The facts tell a different story.

If you read Nailed you saw how TAC used Nielsen data from November, 2006 to report that about 1.6% of total tv commercials are skipped because of TiVo-ing. Now there is new data from Leichtman Research Group confirming these numbers.

Leichtman reports in its research that about 20% of households have DVR’s and that they time-shift about 16% of the time. This means that 3.2% of total viewing is time-shifted (16 percent of 20 percent.) Several sources, including The New York Times, tell us that when time-shifting, viewers skip commercials about 50-60% of the time.

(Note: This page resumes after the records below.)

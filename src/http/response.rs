/// Status codes this server can answer with.
///
/// - `Ok` (200): the requested resource was found
/// - `Created` (201): reserved for write support, never produced today
/// - `NotFound` (404): resolution failed and the fallback resource is served
#[derive(Debug, Clone, Copy, PartialEq, Eq)]
pub enum StatusCode {
    /// 200 OK
    Ok,
    /// 201 Created
    Created,
    /// 404 Not Found
    NotFound,
}

impl StatusCode {
    /// Returns the numeric HTTP status code.
    ///
    /// # Example
    ///
    /// ```
    /// # use docserve::http::response::StatusCode;
    /// assert_eq!(StatusCode::Ok.as_u16(), 200);
    /// assert_eq!(StatusCode::NotFound.as_u16(), 404);
    /// ```
    pub fn as_u16(&self) -> u16 {
        match self {
            StatusCode::Ok => 200,
            StatusCode::Created => 201,
            StatusCode::NotFound => 404,
        }
    }

    /// Returns the standard HTTP reason phrase for this status code.
    pub fn reason_phrase(&self) -> &'static str {
        match self {
            StatusCode::Ok => "OK",
            StatusCode::Created => "Created",
            StatusCode::NotFound => "Not Found",
        }
    }
}

impl std::fmt::Display for StatusCode {
    fn fmt(&self, f: &mut std::fmt::Formatter<'_>) -> std::fmt::Result {
        write!(f, "{} {}", self.as_u16(), self.reason_phrase())
    }
}

/// A complete response ready to be written to a client.
///
/// The wire format carries exactly one header, the content type, so the
/// response holds that value directly instead of a header map.
#[derive(Debug, Clone, PartialEq, Eq)]
pub struct Response {
    pub status: StatusCode,
    pub content_type: String,
    pub body: Vec<u8>,
}

impl Response {
    pub fn new(
        status: StatusCode,
        content_type: impl Into<String>,
        body: impl Into<Vec<u8>>,
    ) -> Self {
        Self {
            status,
            content_type: content_type.into(),
            body: body.into(),
        }
    }

    /// Creates a 200 OK response carrying a resolved resource.
    pub fn ok(content_type: impl Into<String>, body: impl Into<Vec<u8>>) -> Self {
        Self::new(StatusCode::Ok, content_type, body)
    }

    /// Creates a 404 Not Found response carrying the fallback resource.
    pub fn not_found(content_type: impl Into<String>, body: impl Into<Vec<u8>>) -> Self {
        Self::new(StatusCode::NotFound, content_type, body)
    }
}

This means that about 1.6 to 1.9 percent of commercials are being missed because of time-shifting -- right in line with the numbers TAC developed from Nielsen’s figures.

Marketers also keep misinterpreting what is happening with viewing patterns. Because individual shows are getting lower ratings, they think that tv viewing is down. In fact, household tv viewing has increased 7% in the past 5 years. What’s happening is that there is a growing pie and the networks are getting smaller slices.

When it comes to viewing tv commercials, in the past 5 years the positive effect of more tv viewing is 3 to 4 times the negative effect of TiVo-ing.